Far apart = air flow - best for exhaust or intakes without too much restriction (filters should be OK).

Close together = Pressure - best for radiators and heat sinks

NOTE: Some fans can be blanced between both, these are good when you have air filters.

 

Size

Bigger is of course better, 140mm fans tend to be quieter and move more air

Smaller fans fit in more spaces, 80mm fans are OK and often found on smaller heatsinks but can be a bit noisy.

 

Speed

PWM fans are good, these need a 4pin header on the motherboard and have greater control over their speed, downside is they are more expensive.

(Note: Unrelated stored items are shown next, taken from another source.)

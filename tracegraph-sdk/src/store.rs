//! The snapshot store - an append-only timeline of sanitized variable state.

use std::collections::BTreeMap;
use std::panic::{catch_unwind, AssertUnwindSafe};

use serde::Serialize;
use tracegraph_types::{
    current_timestamp_ms, CapturedVariables, SanitizedValue, SourceContext, VariableSnapshot,
};

/// Maximum structural depth preserved by the sanitizer; anything deeper
/// collapses to a type-name summary.
pub const MAX_SANITIZE_DEPTH: usize = 4;

/// Maximum list elements preserved per level.
pub const MAX_LIST_LEN: usize = 16;

/// Append-only timeline of [`VariableSnapshot`] records plus a lookup table
/// keyed by execution id.
///
/// Multiple snapshots per logical call are expected (`<nodeId>_start`,
/// `<nodeId>_response`, ...); the point lookup resolves to the most recent
/// capture for a key while the timeline keeps every capture in insertion
/// order.
#[derive(Debug, Default)]
pub struct SnapshotStore {
    timeline: Vec<VariableSnapshot>,
    index: BTreeMap<String, usize>,
}

impl SnapshotStore {
    /// Create an empty store.
    pub fn new() -> Self {
        Self::default()
    }

    /// Append a snapshot and return its execution id.
    pub fn capture(
        &mut self,
        execution_id: impl Into<String>,
        variables: CapturedVariables,
        call_stack: Vec<String>,
        source: Option<SourceContext>,
    ) -> String {
        let execution_id = execution_id.into();
        let snapshot = VariableSnapshot {
            timestamp_ms: current_timestamp_ms(),
            execution_id: execution_id.clone(),
            variables,
            call_stack,
            source,
        };
        self.index.insert(execution_id.clone(), self.timeline.len());
        self.timeline.push(snapshot);
        execution_id
    }

    /// Point lookup by execution id (most recent capture for the key).
    pub fn get(&self, execution_id: &str) -> Option<&VariableSnapshot> {
        self.index.get(execution_id).map(|&i| &self.timeline[i])
    }

    /// The full timeline in insertion order.
    pub fn timeline(&self) -> &[VariableSnapshot] {
        &self.timeline
    }

    /// Number of captured snapshots.
    pub fn len(&self) -> usize {
        self.timeline.len()
    }

    /// Whether nothing has been captured.
    pub fn is_empty(&self) -> bool {
        self.timeline.is_empty()
    }

    /// Drop the timeline and lookup table.
    pub fn clear(&mut self) {
        self.timeline.clear();
        self.index.clear();
    }
}

/// Sanitize an arbitrary serializable value into a bounded, cycle-safe shape.
///
/// Returns `None` when serialization itself fails (a hostile `Serialize`
/// impl returning an error or panicking); callers record the
/// `Cannot extract variables` sentinel in that case instead of letting the
/// failure reach the monitored program.
pub fn sanitize<T>(value: &T) -> Option<SanitizedValue>
where
    T: Serialize + ?Sized,
{
    let json = catch_unwind(AssertUnwindSafe(|| serde_json::to_value(value)))
        .ok()?
        .ok()?;
    Some(sanitize_json(&json, MAX_SANITIZE_DEPTH))
}

/// Capture call arguments, degrading to the extraction-failure sentinel.
pub fn capture_arguments<T>(args: &T) -> CapturedVariables
where
    T: Serialize + ?Sized,
{
    match sanitize(args) {
        Some(v) => CapturedVariables::from_arguments(v),
        None => {
            tracing::debug!("argument capture failed, recording sentinel");
            CapturedVariables::extraction_failure()
        }
    }
}

/// Convert an already-serialized value into the bounded summary shape.
///
/// Primitives survive as-is. Lists survive up to [`MAX_LIST_LEN`] elements
/// per level and [`MAX_SANITIZE_DEPTH`] levels. Objects are summarized as a
/// type name rather than deep-copied - a deliberate fidelity/robustness
/// trade-off that bounds memory and sidesteps cyclic data.
pub fn sanitize_json(value: &serde_json::Value, depth: usize) -> SanitizedValue {
    use serde_json::Value;

    match value {
        Value::Null => SanitizedValue::Null,
        Value::Bool(b) => SanitizedValue::Bool(*b),
        Value::Number(n) => {
            if let Some(i) = n.as_i64() {
                SanitizedValue::Int(i)
            } else {
                SanitizedValue::Float(n.as_f64().unwrap_or(f64::NAN))
            }
        }
        Value::String(s) => SanitizedValue::Text(s.clone()),
        Value::Array(items) => {
            if depth == 0 {
                return SanitizedValue::summary("array");
            }
            let mut out: Vec<SanitizedValue> = items
                .iter()
                .take(MAX_LIST_LEN)
                .map(|v| sanitize_json(v, depth - 1))
                .collect();
            if items.len() > MAX_LIST_LEN {
                out.push(SanitizedValue::summary("truncated"));
            }
            SanitizedValue::List(out)
        }
        Value::Object(_) => SanitizedValue::summary("object"),
    }
}

#[cfg(test)]
mod tests {
    use super::*;
    use serde::ser::Error as _;

    #[test]
    fn capture_and_point_lookup() {
        let mut store = SnapshotStore::new();
        let id = store.capture(
            "node_0_1_start",
            CapturedVariables::from_arguments(SanitizedValue::Text("/api".into())),
            vec![],
            None,
        );

        assert_eq!(id, "node_0_1_start");
        let snap = store.get("node_0_1_start").unwrap();
        assert_eq!(snap.execution_id, "node_0_1_start");
        assert!(store.get("missing").is_none());
    }

    #[test]
    fn timeline_keeps_insertion_order_and_duplicates() {
        let mut store = SnapshotStore::new();
        store.capture("a", CapturedVariables::default(), vec![], None);
        store.capture("b", CapturedVariables::default(), vec![], None);
        store.capture(
            "a",
            CapturedVariables::from_return_value(SanitizedValue::Int(2)),
            vec![],
            None,
        );

        assert_eq!(store.len(), 3);
        assert_eq!(store.timeline()[0].execution_id, "a");
        assert_eq!(store.timeline()[1].execution_id, "b");
        // Point lookup resolves to the most recent capture.
        assert!(store.get("a").unwrap().variables.return_value.is_some());
    }

    #[test]
    fn clear_empties_timeline_and_index() {
        let mut store = SnapshotStore::new();
        store.capture("a", CapturedVariables::default(), vec![], None);
        store.clear();
        assert!(store.is_empty());
        assert!(store.get("a").is_none());
    }

    #[test]
    fn primitives_survive_sanitization() {
        assert_eq!(sanitize(&42i64), Some(SanitizedValue::Int(42)));
        assert_eq!(sanitize(&true), Some(SanitizedValue::Bool(true)));
        assert_eq!(sanitize("hello"), Some(SanitizedValue::Text("hello".into())));
    }

    #[test]
    fn objects_summarize_instead_of_deep_copy() {
        #[derive(serde::Serialize)]
        struct Payload {
            user: String,
        }

        let v = sanitize(&Payload { user: "ada".into() }).unwrap();
        assert_eq!(v, SanitizedValue::summary("object"));
        assert!(v.is_lossy());
    }

    #[test]
    fn deep_nesting_collapses_at_the_bound() {
        let deep = serde_json::json!([[[[[[1]]]]]]);
        let v = sanitize_json(&deep, MAX_SANITIZE_DEPTH);
        assert!(v.is_lossy());
    }

    #[test]
    fn long_lists_truncate() {
        let items: Vec<u32> = (0..100).collect();
        let v = sanitize(&items).unwrap();
        match v {
            SanitizedValue::List(items) => {
                assert_eq!(items.len(), MAX_LIST_LEN + 1);
                assert_eq!(items.last(), Some(&SanitizedValue::summary("truncated")));
            }
            other => panic!("expected list, got {other:?}"),
        }
    }

    #[test]
    fn hostile_serialize_degrades_to_sentinel() {
        struct Hostile;

        impl serde::Serialize for Hostile {
            fn serialize<S: serde::Serializer>(&self, _: S) -> Result<S::Ok, S::Error> {
                Err(S::Error::custom("refusing to serialize"))
            }
        }

        assert_eq!(sanitize(&Hostile), None);
        let vars = capture_arguments(&Hostile);
        assert!(vars.is_failure());
    }
}
//! Error types for the tracing engine.

use thiserror::Error;
use tracegraph_types::NodeId;

/// Errors that can surface from the engine's own bookkeeping.
///
/// None of these ever propagate into the monitored program: interception
/// hooks degrade and log instead. They are visible only through the direct
/// store/export APIs.
#[derive(Debug, Error)]
pub enum TraceError {
    /// A connection referenced a node the graph does not contain (strict mode).
    #[error("connection endpoint not present in graph: {0}")]
    MissingEndpoint(NodeId),

    /// Serializing the export document failed.
    #[error("export serialization failed: {0}")]
    Export(#[from] serde_json::Error),

    /// Writing to an output destination failed.
    #[error("output I/O failed: {0}")]
    Io(#[from] std::io::Error),
}
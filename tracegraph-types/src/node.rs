//! Nodes - discrete recorded execution events.

use alloc::collections::BTreeMap;
use alloc::string::String;
use core::fmt;

use crate::SourceContext;

/// Opaque node identifier, unique within one tracing session.
///
/// The engine mints ids of the shape `node_<counter>_<timestamp_ms>` but
/// consumers must treat them as opaque strings.
#[derive(Debug, Clone, PartialEq, Eq, PartialOrd, Ord, Hash)]
#[cfg_attr(feature = "serde", derive(serde::Serialize, serde::Deserialize))]
#[cfg_attr(feature = "serde", serde(transparent))]
#[cfg_attr(feature = "minicbor", derive(minicbor::Encode, minicbor::Decode))]
#[cfg_attr(feature = "minicbor", cbor(transparent))]
pub struct NodeId(#[cfg_attr(feature = "minicbor", n(0))] pub String);

impl NodeId {
    /// Create a node id from any string-like value.
    pub fn new(id: impl Into<String>) -> Self {
        Self(id.into())
    }

    /// The id as a string slice.
    pub fn as_str(&self) -> &str {
        &self.0
    }
}

impl From<&str> for NodeId {
    fn from(s: &str) -> Self {
        Self(s.into())
    }
}

impl From<String> for NodeId {
    fn from(s: String) -> Self {
        Self(s)
    }
}

impl fmt::Display for NodeId {
    fn fmt(&self, f: &mut fmt::Formatter<'_>) -> fmt::Result {
        f.write_str(&self.0)
    }
}

/// The kind of execution event a node records.
#[derive(Debug, Clone, Copy, PartialEq, Eq, Hash)]
#[cfg_attr(feature = "serde", derive(serde::Serialize, serde::Deserialize))]
#[cfg_attr(feature = "minicbor", derive(minicbor::Encode, minicbor::Decode))]
#[cfg_attr(feature = "minicbor", cbor(index_only))]
pub enum NodeKind {
    /// Synchronous call into a wrapped primitive.
    #[cfg_attr(feature = "minicbor", n(0))]
    Call,

    /// Asynchronous call (network request, deferred computation).
    #[cfg_attr(feature = "minicbor", n(1))]
    AsyncCall,

    /// Successful completion of an earlier call.
    #[cfg_attr(feature = "minicbor", n(2))]
    Success,

    /// Failed completion, or an uncorrelated host error.
    #[cfg_attr(feature = "minicbor", n(3))]
    Error,

    /// Timer scheduling (one-shot or repeating).
    #[cfg_attr(feature = "minicbor", n(4))]
    Timer,

    /// Event-listener registration or dispatch.
    #[cfg_attr(feature = "minicbor", n(5))]
    Event,

    /// Application-defined event.
    #[cfg_attr(feature = "minicbor", n(6))]
    Custom,
}

impl NodeKind {
    /// Whether this kind terminates an earlier call node.
    pub fn is_completion(&self) -> bool {
        matches!(self, NodeKind::Success | NodeKind::Error)
    }
}

/// A primitive value attached to a node's property map.
#[derive(Debug, Clone, PartialEq)]
#[cfg_attr(feature = "serde", derive(serde::Serialize, serde::Deserialize))]
#[cfg_attr(feature = "serde", serde(untagged))]
#[cfg_attr(feature = "minicbor", derive(minicbor::Encode, minicbor::Decode))]
pub enum PropertyValue {
    /// Absent or null value.
    #[cfg_attr(feature = "minicbor", n(0))]
    Null,

    /// Boolean flag (e.g. `ok`).
    #[cfg_attr(feature = "minicbor", n(1))]
    Bool(#[cfg_attr(feature = "minicbor", n(0))] bool),

    /// Integer value (e.g. `status`, `delay_ms`).
    #[cfg_attr(feature = "minicbor", n(2))]
    Int(#[cfg_attr(feature = "minicbor", n(0))] i64),

    /// Floating point value.
    #[cfg_attr(feature = "minicbor", n(3))]
    Float(#[cfg_attr(feature = "minicbor", n(0))] f64),

    /// Text value (e.g. `url`, `method`, `error`).
    #[cfg_attr(feature = "minicbor", n(4))]
    Text(#[cfg_attr(feature = "minicbor", n(0))] String),
}

impl From<bool> for PropertyValue {
    fn from(v: bool) -> Self {
        Self::Bool(v)
    }
}

impl From<i64> for PropertyValue {
    fn from(v: i64) -> Self {
        Self::Int(v)
    }
}

impl From<u64> for PropertyValue {
    fn from(v: u64) -> Self {
        Self::Int(v as i64)
    }
}

impl From<f64> for PropertyValue {
    fn from(v: f64) -> Self {
        Self::Float(v)
    }
}

impl From<&str> for PropertyValue {
    fn from(v: &str) -> Self {
        Self::Text(v.into())
    }
}

impl From<String> for PropertyValue {
    fn from(v: String) -> Self {
        Self::Text(v)
    }
}

impl PropertyValue {
    /// The text content, if this is a text property.
    pub fn as_text(&self) -> Option<&str> {
        match self {
            PropertyValue::Text(s) => Some(s),
            _ => None,
        }
    }

    /// The integer content, if this is an integer property.
    pub fn as_int(&self) -> Option<i64> {
        match self {
            PropertyValue::Int(i) => Some(*i),
            _ => None,
        }
    }
}

/// Property key linking a node to the call it completes or belongs to.
pub const PROP_EXECUTION_ID: &str = "executionId";

/// One recorded execution event.
///
/// Nodes are immutable after creation except for targeted, keyed updates
/// made by a completion event referencing the same id (attaching `status`,
/// `duration_ms`). They are never deleted individually; the whole graph may
/// be cleared.
#[derive(Debug, Clone, PartialEq)]
#[cfg_attr(feature = "serde", derive(serde::Serialize, serde::Deserialize))]
#[cfg_attr(feature = "minicbor", derive(minicbor::Encode, minicbor::Decode))]
pub struct Node {
    /// Unique id within the session.
    #[cfg_attr(feature = "minicbor", n(0))]
    pub id: NodeId,

    /// What kind of event this node records.
    #[cfg_attr(feature = "minicbor", n(1))]
    pub kind: NodeKind,

    /// Human-readable label: primitive name plus a truncated argument summary.
    #[cfg_attr(feature = "minicbor", n(2))]
    pub label: String,

    /// Wall-clock Unix milliseconds at creation.
    #[cfg_attr(feature = "minicbor", n(3))]
    pub timestamp_ms: u64,

    /// Call-site attribution, when one could be captured.
    #[cfg_attr(feature = "serde", serde(skip_serializing_if = "Option::is_none"))]
    #[cfg_attr(feature = "serde", serde(default))]
    #[cfg_attr(feature = "minicbor", n(4))]
    pub source: Option<SourceContext>,

    /// Free-form primitive properties (`url`, `status`, `executionId`, ...).
    #[cfg_attr(feature = "serde", serde(default))]
    #[cfg_attr(feature = "minicbor", n(5))]
    pub properties: BTreeMap<String, PropertyValue>,
}

impl Node {
    /// Create a node with an empty property map and no source context.
    pub fn new(
        id: impl Into<NodeId>,
        kind: NodeKind,
        label: impl Into<String>,
        timestamp_ms: u64,
    ) -> Self {
        Self {
            id: id.into(),
            kind,
            label: label.into(),
            timestamp_ms,
            source: None,
            properties: BTreeMap::new(),
        }
    }

    /// Attach a source context (builder style).
    pub fn with_source(mut self, source: SourceContext) -> Self {
        self.source = Some(source);
        self
    }

    /// Attach a property (builder style).
    pub fn with_property(mut self, key: impl Into<String>, value: impl Into<PropertyValue>) -> Self {
        self.properties.insert(key.into(), value.into());
        self
    }

    /// Look up a property by key.
    pub fn property(&self, key: &str) -> Option<&PropertyValue> {
        self.properties.get(key)
    }

    /// Set or replace a property in place.
    pub fn set_property(&mut self, key: impl Into<String>, value: impl Into<PropertyValue>) {
        self.properties.insert(key.into(), value.into());
    }

    /// The execution id correlating this node to its call lifecycle, if any.
    ///
    /// Call nodes carry their own id here; completion nodes carry the id of
    /// the call they complete.
    pub fn execution_id(&self) -> Option<&str> {
        self.property(PROP_EXECUTION_ID).and_then(|p| p.as_text())
    }
}

#[cfg(test)]
mod tests {
    use super::*;

    #[test]
    fn builder_style_properties() {
        let node = Node::new("node_0_1", NodeKind::AsyncCall, "fetch(\"/api\")", 1)
            .with_property("url", "/api")
            .with_property(PROP_EXECUTION_ID, "node_0_1");

        assert_eq!(node.property("url").and_then(|p| p.as_text()), Some("/api"));
        assert_eq!(node.execution_id(), Some("node_0_1"));
        assert!(node.property("missing").is_none());
    }

    #[test]
    fn completion_kinds() {
        assert!(NodeKind::Success.is_completion());
        assert!(NodeKind::Error.is_completion());
        assert!(!NodeKind::AsyncCall.is_completion());
        assert!(!NodeKind::Timer.is_completion());
    }

    #[test]
    fn targeted_update_keeps_identity() {
        let mut node = Node::new("node_3_9", NodeKind::AsyncCall, "fetch", 9);
        node.set_property("status", 200i64);
        node.set_property("duration_ms", 41i64);

        assert_eq!(node.id, NodeId::from("node_3_9"));
        assert_eq!(node.property("status").and_then(|p| p.as_int()), Some(200));
    }

    #[cfg(feature = "serde")]
    #[test]
    fn serde_round_trip() {
        let node = Node::new("node_1_2", NodeKind::Timer, "setTimeout(50ms)", 2)
            .with_property("delay_ms", 50i64);
        let json = serde_json::to_string(&node).unwrap();
        let back: Node = serde_json::from_str(&json).unwrap();
        assert_eq!(node, back);
    }
}
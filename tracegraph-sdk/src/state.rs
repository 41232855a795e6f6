//! Shared session state: the graph, the snapshot timeline, and the flags.

use std::sync::atomic::{AtomicBool, AtomicU64, Ordering};

use parking_lot::RwLock;
use tracegraph_types::{
    current_timestamp_ms, CapturedVariables, Connection, GraphSnapshot, Node, NodeId,
    SourceContext, VariableSnapshot,
};

use crate::error::TraceError;
use crate::graph::GraphModel;
use crate::store::SnapshotStore;

/// State shared by one tracing session.
///
/// Lock order: anything that needs both stores takes `graph` before
/// `snapshots`. Interception hooks only ever hold one lock at a time;
/// [`clear`](SessionState::clear) holds both write locks so no consumer can
/// observe a half-cleared session.
#[derive(Debug)]
pub struct SessionState {
    pub(crate) graph: RwLock<GraphModel>,
    pub(crate) snapshots: RwLock<SnapshotStore>,
    tracing_active: AtomicBool,
    node_counter: AtomicU64,
}

impl SessionState {
    /// Create session state with the given connection-validation mode.
    pub fn new(lenient_connections: bool) -> Self {
        let graph = if lenient_connections {
            GraphModel::lenient()
        } else {
            GraphModel::new()
        };
        Self {
            graph: RwLock::new(graph),
            snapshots: RwLock::new(SnapshotStore::new()),
            tracing_active: AtomicBool::new(false),
            node_counter: AtomicU64::new(0),
        }
    }

    /// Whether tracing is currently active.
    pub fn is_tracing(&self) -> bool {
        self.tracing_active.load(Ordering::Acquire)
    }

    /// Flip the tracing flag. Returns `true` if the value changed.
    pub fn set_tracing(&self, active: bool) -> bool {
        self.tracing_active.swap(active, Ordering::AcqRel) != active
    }

    /// Mint a fresh node id: `node_<counter>_<timestamp_ms>`.
    ///
    /// The counter guarantees uniqueness under concurrent overlapping calls;
    /// the timestamp keeps ids readable in exports.
    pub fn next_node_id(&self) -> NodeId {
        let n = self.node_counter.fetch_add(1, Ordering::Relaxed);
        NodeId::new(format!("node_{}_{}", n, current_timestamp_ms()))
    }

    /// Append a node and return the graph snapshot including it.
    ///
    /// Returns `None` when the id already existed (idempotent no-op). The
    /// snapshot is taken under the same write lock as the insert, so it is
    /// consistent with the delta it accompanies.
    pub fn add_node(&self, node: Node) -> Option<GraphSnapshot> {
        let mut graph = self.graph.write();
        if graph.add_node(node) {
            Some(graph.snapshot())
        } else {
            None
        }
    }

    /// Append a connection and return the graph snapshot including it.
    ///
    /// `Ok(None)` means the edge was dropped in lenient mode.
    pub fn add_connection(&self, connection: Connection) -> Result<Option<GraphSnapshot>, TraceError> {
        let mut graph = self.graph.write();
        if graph.add_connection(connection)? {
            Ok(Some(graph.snapshot()))
        } else {
            Ok(None)
        }
    }

    /// Apply a targeted mutation to an existing node.
    pub fn update_node<F>(&self, id: &NodeId, f: F) -> bool
    where
        F: FnOnce(&mut Node),
    {
        self.graph.write().update_node(id, f)
    }

    /// Capture a variable snapshot into the timeline.
    pub fn capture(
        &self,
        execution_id: impl Into<String>,
        variables: CapturedVariables,
        call_stack: Vec<String>,
        source: Option<SourceContext>,
    ) -> String {
        self.snapshots
            .write()
            .capture(execution_id, variables, call_stack, source)
    }

    /// Point lookup of a captured snapshot, cloned out of the lock.
    pub fn snapshot_for(&self, execution_id: &str) -> Option<VariableSnapshot> {
        self.snapshots.read().get(execution_id).cloned()
    }

    /// A read-only copy of the whole graph.
    pub fn graph_snapshot(&self) -> GraphSnapshot {
        self.graph.read().snapshot()
    }

    /// Atomically reset both stores.
    ///
    /// Both write locks are held until both stores are empty, so no
    /// interceptor callback or reader can observe the graph cleared while
    /// the snapshot timeline still has entries, or vice versa.
    pub fn clear(&self) {
        let mut graph = self.graph.write();
        let mut snapshots = self.snapshots.write();
        graph.clear();
        snapshots.clear();
    }
}

#[cfg(test)]
mod tests {
    use super::*;
    use std::collections::HashSet;
    use std::sync::Arc;
    use tracegraph_types::NodeKind;

    #[test]
    fn tracing_flag_reports_changes() {
        let state = SessionState::new(false);
        assert!(!state.is_tracing());
        assert!(state.set_tracing(true));
        assert!(!state.set_tracing(true)); // idempotent
        assert!(state.is_tracing());
        assert!(state.set_tracing(false));
    }

    #[test]
    fn node_ids_are_unique_across_threads() {
        let state = Arc::new(SessionState::new(false));

        let mut handles = vec![];
        for _ in 0..8 {
            let state = state.clone();
            handles.push(std::thread::spawn(move || {
                (0..250).map(|_| state.next_node_id()).collect::<Vec<_>>()
            }));
        }

        let mut seen = HashSet::new();
        for handle in handles {
            for id in handle.join().unwrap() {
                assert!(seen.insert(id), "duplicate node id");
            }
        }
        assert_eq!(seen.len(), 2000);
    }

    #[test]
    fn add_node_snapshot_includes_delta() {
        let state = SessionState::new(false);
        let node = Node::new(state.next_node_id(), NodeKind::Call, "f()", 0);
        let id = node.id.clone();

        let snap = state.add_node(node.clone()).unwrap();
        assert!(snap.nodes.iter().any(|n| n.id == id));

        // Duplicate insert is a no-op.
        assert!(state.add_node(node).is_none());
        assert_eq!(state.graph_snapshot().node_count(), 1);
    }

    #[test]
    fn clear_resets_both_stores() {
        let state = SessionState::new(false);
        state.add_node(Node::new("a", NodeKind::Call, "f()", 0));
        state.capture("a_start", CapturedVariables::default(), vec![], None);

        state.clear();
        assert!(state.graph_snapshot().is_empty());
        assert!(state.snapshot_for("a_start").is_none());
    }
}
//! # tracegraph-types
//!
//! Core types for execution-graph tracing. This crate defines the universal
//! schema shared by the tracing engine, transports, and graph viewers: every
//! recorded execution event (node), causal edge (connection), captured
//! variable snapshot, and diagnosis flows through these types.
//!
//! ## Design Goals
//!
//! - **Zero required dependencies**: Core types work without any serialization framework
//! - **Optional serialization**: Enable `serde` and/or `minicbor` features as needed
//! - **Transport agnostic**: The same schema feeds channels, files, or sockets
//! - **Versioned exports**: Exported trace documents carry version info for
//!   forward compatibility
//!
//! ## Features
//!
//! - `std` (default): Standard library support (timestamps, `From<Location>`)
//! - `serde`: JSON/MessagePack/etc. serialization via serde
//! - `minicbor`: Compact binary serialization via CBOR
//! - `all`: Enable all serialization formats
//!
//! ## Example
//!
//! ```rust
//! use tracegraph_types::{Connection, ConnectionKind, Node, NodeId, NodeKind};
//!
//! let call = Node::new("node_0_1700000000000", NodeKind::AsyncCall, "fetch(\"/api\")", 1_700_000_000_000);
//! let done = Node::new("node_1_1700000000050", NodeKind::Success, "Response 200", 1_700_000_000_050);
//!
//! let edge = Connection::new(call.id.clone(), done.id.clone(), ConnectionKind::DataFlow);
//! assert_eq!(edge.from, NodeId::from("node_0_1700000000000"));
//! ```
//!
//! ## Schema Version
//!
//! The current schema version is **1**. The version is embedded in exported
//! trace documents so consumers can handle format evolution gracefully.

#![cfg_attr(not(feature = "std"), no_std)]

extern crate alloc;

mod connection;
mod diagnosis;
mod event;
mod export;
mod node;
mod snapshot;
mod source;
mod version;

pub use connection::*;
pub use diagnosis::*;
pub use event::*;
pub use export::*;
pub use node::*;
pub use snapshot::*;
pub use source::*;
pub use version::*;

/// Current schema version.
///
/// Increment this when making breaking changes to the exported trace format.
/// Consumers should check this version and handle older formats appropriately.
pub const SCHEMA_VERSION: u32 = 1;

/// Current wall-clock time as Unix milliseconds.
///
/// Node and snapshot timestamps are "monotonic-ish": they come from the wall
/// clock, so ordering between events recorded in the same session is reliable
/// at millisecond granularity but not guaranteed against clock adjustments.
#[cfg(feature = "std")]
pub fn current_timestamp_ms() -> u64 {
    use std::time::{SystemTime, UNIX_EPOCH};

    SystemTime::now()
        .duration_since(UNIX_EPOCH)
        .map(|d| d.as_millis() as u64)
        .unwrap_or(0)
}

3pin fans are cheaper and very good when you know you don't want them to spin slower or have a variable RPM. If you just want it going at one speed all the time choose this type

 

Placement

So you need to decide if you want loud and cool or quiet and warm.

I recommend going for positive pressure, this means having more air coming in than being "sucked" out.

I like to think of my front fans as being the big air moving grunts of an aircooled setup (no radiators), often people put the radiators at the front which is good too if 240mm in lenght, not so good for 120mm length ones, they go at the back...

 

Work out how much air is coming in and going out. I like to have big PWM fans at the front which ran ramp up and blow in cooler air when needed. I work out the minumum this will likely be and buy the 3pin exhaust to keep under that value. 

 

Amps and Splitters

Most motherboard headers are 1 amp, you can find out the amps drawn by your fan on the hub. Mine draw less than 0.3 so I usually just stick to two fans per header, with medium/low RPM 120mm fans you could probably do 3 without issue. I have one header, the pump header, which is 2amp. I would have no issue putting a 3 way splitter on this, even for bigger fans.

 

Brands

Noctua rule the roost but they are EXPENSIVE! Their redux line is much more affordable but doesnt have all the "quiet tech". They are still good though. 

Most other brands are not bad.

 

Choosing a Fan

Work out if you want hot and quiet or loud and cool (best for OCing). In other words do you need a temperature ceiling or a noise one?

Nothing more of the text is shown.